Collected data:
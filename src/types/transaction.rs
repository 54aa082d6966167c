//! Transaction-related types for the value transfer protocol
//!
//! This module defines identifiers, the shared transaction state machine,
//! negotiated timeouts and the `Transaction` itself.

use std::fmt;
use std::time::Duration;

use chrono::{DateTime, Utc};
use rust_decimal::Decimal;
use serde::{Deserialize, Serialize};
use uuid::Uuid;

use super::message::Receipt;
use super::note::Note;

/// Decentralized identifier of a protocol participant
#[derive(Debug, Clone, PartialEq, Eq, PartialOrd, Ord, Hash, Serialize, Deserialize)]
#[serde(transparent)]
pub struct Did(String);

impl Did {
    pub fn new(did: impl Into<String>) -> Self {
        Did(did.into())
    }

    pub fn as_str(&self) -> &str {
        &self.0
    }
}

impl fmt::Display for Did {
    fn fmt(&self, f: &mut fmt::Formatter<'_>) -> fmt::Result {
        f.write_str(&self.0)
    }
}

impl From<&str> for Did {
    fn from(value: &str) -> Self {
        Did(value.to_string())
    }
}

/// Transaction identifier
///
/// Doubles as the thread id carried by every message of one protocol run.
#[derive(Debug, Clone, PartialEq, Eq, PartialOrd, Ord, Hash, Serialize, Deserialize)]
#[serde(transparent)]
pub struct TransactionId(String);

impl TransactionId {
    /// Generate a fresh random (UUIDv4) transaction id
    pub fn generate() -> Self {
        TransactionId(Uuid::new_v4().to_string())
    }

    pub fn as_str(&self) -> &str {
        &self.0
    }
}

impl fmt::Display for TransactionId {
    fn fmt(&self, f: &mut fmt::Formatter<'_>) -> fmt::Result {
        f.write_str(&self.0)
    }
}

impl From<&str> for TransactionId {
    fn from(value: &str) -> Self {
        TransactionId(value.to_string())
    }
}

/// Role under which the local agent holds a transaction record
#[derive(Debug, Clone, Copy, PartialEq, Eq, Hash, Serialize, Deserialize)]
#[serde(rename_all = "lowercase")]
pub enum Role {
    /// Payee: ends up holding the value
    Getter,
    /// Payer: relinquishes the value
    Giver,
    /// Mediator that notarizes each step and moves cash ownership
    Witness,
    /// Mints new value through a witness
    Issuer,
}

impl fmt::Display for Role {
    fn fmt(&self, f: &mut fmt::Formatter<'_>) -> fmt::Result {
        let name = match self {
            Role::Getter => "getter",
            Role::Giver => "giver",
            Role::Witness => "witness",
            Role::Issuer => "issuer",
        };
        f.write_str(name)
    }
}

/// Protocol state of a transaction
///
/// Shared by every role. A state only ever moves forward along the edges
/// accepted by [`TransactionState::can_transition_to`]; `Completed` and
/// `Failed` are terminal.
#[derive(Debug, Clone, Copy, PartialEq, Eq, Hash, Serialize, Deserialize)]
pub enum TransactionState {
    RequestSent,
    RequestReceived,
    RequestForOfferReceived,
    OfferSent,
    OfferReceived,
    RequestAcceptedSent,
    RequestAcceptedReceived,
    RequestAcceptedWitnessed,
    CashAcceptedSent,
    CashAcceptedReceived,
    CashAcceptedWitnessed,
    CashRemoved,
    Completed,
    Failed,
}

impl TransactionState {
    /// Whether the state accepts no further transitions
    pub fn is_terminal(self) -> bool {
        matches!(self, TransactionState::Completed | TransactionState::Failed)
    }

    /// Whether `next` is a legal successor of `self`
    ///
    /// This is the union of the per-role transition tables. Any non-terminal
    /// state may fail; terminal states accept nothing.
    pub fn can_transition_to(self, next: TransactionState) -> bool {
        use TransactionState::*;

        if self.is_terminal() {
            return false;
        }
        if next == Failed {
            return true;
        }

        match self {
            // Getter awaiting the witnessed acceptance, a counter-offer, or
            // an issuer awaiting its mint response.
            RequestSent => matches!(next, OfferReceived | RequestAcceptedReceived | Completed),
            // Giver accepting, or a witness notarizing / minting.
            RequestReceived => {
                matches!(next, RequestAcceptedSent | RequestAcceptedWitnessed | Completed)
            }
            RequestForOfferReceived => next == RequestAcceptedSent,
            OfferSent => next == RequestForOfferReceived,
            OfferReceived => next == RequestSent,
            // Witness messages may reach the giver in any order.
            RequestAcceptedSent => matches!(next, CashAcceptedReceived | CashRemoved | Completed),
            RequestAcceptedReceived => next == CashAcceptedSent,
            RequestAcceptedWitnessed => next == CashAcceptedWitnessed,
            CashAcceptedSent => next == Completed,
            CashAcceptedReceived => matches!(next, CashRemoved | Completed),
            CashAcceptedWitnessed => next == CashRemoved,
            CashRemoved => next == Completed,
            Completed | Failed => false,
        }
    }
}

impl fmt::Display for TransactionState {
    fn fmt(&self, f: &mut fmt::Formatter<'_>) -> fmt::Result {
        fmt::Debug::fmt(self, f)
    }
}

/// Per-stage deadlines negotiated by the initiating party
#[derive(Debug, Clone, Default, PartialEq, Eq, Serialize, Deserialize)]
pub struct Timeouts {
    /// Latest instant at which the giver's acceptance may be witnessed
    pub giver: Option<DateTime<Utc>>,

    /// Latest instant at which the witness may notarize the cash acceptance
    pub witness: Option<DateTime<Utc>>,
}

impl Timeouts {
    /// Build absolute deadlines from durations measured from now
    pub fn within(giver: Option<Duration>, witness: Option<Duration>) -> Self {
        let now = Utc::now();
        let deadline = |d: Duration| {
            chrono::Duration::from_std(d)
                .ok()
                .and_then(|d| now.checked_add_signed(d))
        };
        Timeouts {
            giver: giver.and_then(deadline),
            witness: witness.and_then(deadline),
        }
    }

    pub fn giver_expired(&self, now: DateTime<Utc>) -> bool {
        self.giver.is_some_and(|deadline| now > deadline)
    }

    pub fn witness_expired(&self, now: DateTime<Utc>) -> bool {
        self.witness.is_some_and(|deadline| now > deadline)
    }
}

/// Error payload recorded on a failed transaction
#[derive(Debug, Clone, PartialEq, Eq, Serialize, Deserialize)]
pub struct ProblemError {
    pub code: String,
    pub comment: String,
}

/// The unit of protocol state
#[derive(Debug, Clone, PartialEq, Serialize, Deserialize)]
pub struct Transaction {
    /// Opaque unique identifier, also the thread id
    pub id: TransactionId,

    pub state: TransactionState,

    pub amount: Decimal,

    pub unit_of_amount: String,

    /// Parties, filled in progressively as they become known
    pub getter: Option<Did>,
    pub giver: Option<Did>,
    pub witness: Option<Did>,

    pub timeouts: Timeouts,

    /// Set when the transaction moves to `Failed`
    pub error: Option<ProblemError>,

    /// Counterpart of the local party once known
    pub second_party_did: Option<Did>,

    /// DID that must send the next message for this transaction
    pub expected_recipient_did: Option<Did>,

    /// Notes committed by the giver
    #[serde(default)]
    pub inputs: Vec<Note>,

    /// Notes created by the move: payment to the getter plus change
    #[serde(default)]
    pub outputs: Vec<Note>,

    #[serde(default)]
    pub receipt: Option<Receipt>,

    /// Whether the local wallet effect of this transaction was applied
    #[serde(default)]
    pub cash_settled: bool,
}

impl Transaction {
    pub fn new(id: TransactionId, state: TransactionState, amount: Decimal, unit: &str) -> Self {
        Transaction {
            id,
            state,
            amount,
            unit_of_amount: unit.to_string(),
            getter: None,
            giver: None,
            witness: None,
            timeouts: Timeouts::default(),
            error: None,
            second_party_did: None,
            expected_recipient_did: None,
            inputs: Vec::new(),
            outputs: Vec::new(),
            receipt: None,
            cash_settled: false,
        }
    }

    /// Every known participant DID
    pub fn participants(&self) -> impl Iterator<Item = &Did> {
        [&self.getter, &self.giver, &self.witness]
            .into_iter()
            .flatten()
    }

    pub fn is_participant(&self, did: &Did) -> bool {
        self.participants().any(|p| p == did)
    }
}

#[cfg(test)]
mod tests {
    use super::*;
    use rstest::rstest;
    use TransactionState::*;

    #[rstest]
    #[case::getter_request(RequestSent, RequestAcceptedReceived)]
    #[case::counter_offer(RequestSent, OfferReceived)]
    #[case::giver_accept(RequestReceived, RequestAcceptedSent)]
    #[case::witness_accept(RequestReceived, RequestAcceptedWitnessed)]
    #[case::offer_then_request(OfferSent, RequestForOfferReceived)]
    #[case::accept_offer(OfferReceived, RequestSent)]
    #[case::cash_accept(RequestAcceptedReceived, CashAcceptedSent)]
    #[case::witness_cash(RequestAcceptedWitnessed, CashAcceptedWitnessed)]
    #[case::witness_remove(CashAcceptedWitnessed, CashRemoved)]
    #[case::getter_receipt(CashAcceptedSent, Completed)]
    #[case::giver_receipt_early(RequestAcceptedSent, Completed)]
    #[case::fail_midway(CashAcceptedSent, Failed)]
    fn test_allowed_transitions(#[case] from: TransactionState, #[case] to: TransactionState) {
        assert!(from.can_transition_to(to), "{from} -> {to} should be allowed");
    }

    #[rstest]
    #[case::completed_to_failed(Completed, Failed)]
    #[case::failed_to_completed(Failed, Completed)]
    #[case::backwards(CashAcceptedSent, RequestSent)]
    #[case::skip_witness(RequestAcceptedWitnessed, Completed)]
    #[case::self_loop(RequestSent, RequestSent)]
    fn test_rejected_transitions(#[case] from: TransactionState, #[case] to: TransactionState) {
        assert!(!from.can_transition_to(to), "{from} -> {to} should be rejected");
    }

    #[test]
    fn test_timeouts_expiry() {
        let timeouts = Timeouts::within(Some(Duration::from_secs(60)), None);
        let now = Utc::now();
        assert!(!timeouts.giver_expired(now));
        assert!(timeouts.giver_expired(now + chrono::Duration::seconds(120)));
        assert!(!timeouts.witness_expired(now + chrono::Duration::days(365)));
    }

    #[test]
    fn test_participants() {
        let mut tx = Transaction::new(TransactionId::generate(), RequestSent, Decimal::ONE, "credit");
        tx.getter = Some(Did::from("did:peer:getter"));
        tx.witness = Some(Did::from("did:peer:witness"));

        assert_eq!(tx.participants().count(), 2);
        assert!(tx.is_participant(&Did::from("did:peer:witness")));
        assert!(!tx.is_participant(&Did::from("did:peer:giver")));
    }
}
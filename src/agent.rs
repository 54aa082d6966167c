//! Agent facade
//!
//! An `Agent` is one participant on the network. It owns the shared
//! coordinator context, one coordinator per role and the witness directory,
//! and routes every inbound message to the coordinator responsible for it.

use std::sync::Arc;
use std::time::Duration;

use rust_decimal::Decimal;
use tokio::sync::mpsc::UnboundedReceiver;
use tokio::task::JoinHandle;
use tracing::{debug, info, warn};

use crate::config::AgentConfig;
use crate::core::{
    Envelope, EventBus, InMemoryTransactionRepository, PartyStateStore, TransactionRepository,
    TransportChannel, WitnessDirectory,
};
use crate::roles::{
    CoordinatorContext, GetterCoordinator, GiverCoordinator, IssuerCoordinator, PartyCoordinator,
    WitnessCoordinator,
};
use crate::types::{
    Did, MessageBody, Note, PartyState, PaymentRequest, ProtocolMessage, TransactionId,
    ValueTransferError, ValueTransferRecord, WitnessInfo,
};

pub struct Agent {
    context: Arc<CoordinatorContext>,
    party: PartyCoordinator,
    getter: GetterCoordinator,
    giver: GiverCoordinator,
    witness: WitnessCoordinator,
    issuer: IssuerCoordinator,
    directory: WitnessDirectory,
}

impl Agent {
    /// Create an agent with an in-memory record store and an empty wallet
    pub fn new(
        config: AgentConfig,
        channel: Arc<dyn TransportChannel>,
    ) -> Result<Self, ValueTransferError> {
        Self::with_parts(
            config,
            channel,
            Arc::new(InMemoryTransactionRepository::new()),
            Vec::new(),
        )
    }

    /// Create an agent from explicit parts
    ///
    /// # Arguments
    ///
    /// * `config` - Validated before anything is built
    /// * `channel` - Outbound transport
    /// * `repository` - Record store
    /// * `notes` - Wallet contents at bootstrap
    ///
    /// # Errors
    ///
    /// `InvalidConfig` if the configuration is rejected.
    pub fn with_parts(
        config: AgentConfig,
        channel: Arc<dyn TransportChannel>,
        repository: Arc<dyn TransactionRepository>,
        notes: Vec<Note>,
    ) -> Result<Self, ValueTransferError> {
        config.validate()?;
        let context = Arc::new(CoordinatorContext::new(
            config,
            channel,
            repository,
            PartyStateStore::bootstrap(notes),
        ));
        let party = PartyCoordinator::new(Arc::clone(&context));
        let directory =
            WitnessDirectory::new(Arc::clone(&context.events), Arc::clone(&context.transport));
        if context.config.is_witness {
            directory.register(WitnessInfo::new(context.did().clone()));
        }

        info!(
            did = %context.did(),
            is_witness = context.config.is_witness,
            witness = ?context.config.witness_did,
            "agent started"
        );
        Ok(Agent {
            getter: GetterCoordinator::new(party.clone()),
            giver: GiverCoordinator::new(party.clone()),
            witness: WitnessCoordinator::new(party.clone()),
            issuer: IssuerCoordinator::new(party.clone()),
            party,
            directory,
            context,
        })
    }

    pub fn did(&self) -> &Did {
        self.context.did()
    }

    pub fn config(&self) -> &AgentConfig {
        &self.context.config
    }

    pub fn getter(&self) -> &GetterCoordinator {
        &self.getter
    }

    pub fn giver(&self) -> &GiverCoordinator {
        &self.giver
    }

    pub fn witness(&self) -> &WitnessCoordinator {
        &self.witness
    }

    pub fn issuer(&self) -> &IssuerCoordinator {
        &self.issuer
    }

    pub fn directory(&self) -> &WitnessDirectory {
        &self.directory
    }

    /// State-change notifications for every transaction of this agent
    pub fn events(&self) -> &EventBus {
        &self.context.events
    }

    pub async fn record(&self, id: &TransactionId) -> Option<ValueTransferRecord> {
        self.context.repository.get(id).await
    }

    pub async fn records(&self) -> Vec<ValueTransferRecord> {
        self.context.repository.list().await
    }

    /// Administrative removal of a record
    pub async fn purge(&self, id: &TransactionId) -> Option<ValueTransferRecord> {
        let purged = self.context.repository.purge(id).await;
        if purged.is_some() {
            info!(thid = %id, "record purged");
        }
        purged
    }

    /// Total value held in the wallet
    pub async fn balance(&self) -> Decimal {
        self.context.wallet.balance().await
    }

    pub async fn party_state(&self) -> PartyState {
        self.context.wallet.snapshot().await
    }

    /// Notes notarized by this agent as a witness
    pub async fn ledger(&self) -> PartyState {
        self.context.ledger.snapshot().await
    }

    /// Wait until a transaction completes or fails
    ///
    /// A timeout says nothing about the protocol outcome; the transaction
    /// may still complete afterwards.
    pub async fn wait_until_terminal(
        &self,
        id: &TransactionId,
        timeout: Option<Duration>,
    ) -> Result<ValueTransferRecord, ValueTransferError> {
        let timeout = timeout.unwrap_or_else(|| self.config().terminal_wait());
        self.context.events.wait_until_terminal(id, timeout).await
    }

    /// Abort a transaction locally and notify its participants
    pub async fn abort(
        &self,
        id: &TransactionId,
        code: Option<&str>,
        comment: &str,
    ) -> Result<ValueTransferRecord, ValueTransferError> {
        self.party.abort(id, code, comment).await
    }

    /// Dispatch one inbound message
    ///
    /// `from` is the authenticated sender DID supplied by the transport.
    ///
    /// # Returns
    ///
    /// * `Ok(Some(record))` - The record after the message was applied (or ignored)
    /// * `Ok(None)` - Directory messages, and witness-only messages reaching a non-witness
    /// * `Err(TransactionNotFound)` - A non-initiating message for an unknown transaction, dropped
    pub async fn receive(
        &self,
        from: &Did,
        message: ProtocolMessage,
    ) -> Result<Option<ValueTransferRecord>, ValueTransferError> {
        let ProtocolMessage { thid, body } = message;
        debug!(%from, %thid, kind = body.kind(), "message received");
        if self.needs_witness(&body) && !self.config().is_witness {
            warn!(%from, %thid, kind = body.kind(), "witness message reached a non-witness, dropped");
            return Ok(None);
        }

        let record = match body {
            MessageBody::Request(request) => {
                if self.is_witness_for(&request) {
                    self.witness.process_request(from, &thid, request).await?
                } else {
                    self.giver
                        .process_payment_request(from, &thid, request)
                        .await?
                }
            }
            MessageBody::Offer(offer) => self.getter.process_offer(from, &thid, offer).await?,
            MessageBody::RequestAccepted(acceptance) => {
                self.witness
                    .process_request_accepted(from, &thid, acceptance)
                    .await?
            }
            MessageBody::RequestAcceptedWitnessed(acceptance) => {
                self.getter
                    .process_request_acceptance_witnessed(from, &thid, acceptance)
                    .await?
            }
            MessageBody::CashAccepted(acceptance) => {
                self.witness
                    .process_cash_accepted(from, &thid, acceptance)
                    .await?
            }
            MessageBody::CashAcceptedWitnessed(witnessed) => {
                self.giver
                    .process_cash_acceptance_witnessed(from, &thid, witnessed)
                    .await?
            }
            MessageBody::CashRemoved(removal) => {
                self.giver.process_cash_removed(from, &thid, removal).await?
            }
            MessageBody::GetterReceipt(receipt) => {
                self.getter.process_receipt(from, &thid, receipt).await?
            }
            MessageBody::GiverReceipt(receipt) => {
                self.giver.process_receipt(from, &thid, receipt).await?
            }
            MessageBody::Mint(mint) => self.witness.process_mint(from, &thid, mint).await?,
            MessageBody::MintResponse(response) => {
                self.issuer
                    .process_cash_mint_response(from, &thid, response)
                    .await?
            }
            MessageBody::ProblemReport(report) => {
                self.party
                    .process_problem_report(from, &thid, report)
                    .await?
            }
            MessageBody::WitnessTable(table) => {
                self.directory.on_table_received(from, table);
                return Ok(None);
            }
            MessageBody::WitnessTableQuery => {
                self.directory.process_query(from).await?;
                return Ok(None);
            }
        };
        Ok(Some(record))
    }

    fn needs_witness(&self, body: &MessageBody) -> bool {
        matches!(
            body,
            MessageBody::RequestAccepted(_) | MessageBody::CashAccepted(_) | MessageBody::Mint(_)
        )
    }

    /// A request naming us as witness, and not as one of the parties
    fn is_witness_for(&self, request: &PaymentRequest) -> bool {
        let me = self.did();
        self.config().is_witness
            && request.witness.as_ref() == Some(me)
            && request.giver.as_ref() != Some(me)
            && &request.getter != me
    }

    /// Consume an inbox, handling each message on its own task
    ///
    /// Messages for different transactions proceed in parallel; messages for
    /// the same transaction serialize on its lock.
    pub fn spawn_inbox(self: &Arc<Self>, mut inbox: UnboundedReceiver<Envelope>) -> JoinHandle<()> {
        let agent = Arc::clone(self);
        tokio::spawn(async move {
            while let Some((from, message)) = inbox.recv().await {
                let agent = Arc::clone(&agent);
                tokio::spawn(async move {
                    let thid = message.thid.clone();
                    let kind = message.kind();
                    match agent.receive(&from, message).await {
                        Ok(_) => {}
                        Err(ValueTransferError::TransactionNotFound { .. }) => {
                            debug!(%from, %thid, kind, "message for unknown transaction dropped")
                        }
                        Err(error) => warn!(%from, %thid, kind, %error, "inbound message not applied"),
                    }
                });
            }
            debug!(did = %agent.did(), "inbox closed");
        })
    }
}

* **Required work**
Check the entries above line by line and return each one containing the word "applied".

* **Exercise answer**
    /// Whether the local wallet effect of this transaction was applied
    /// * `Ok(Some(record))` - The record after the message was applied (or ignored)
                        Err(error) => warn!(%from, %thid, kind, %error, "inbound message not applied"),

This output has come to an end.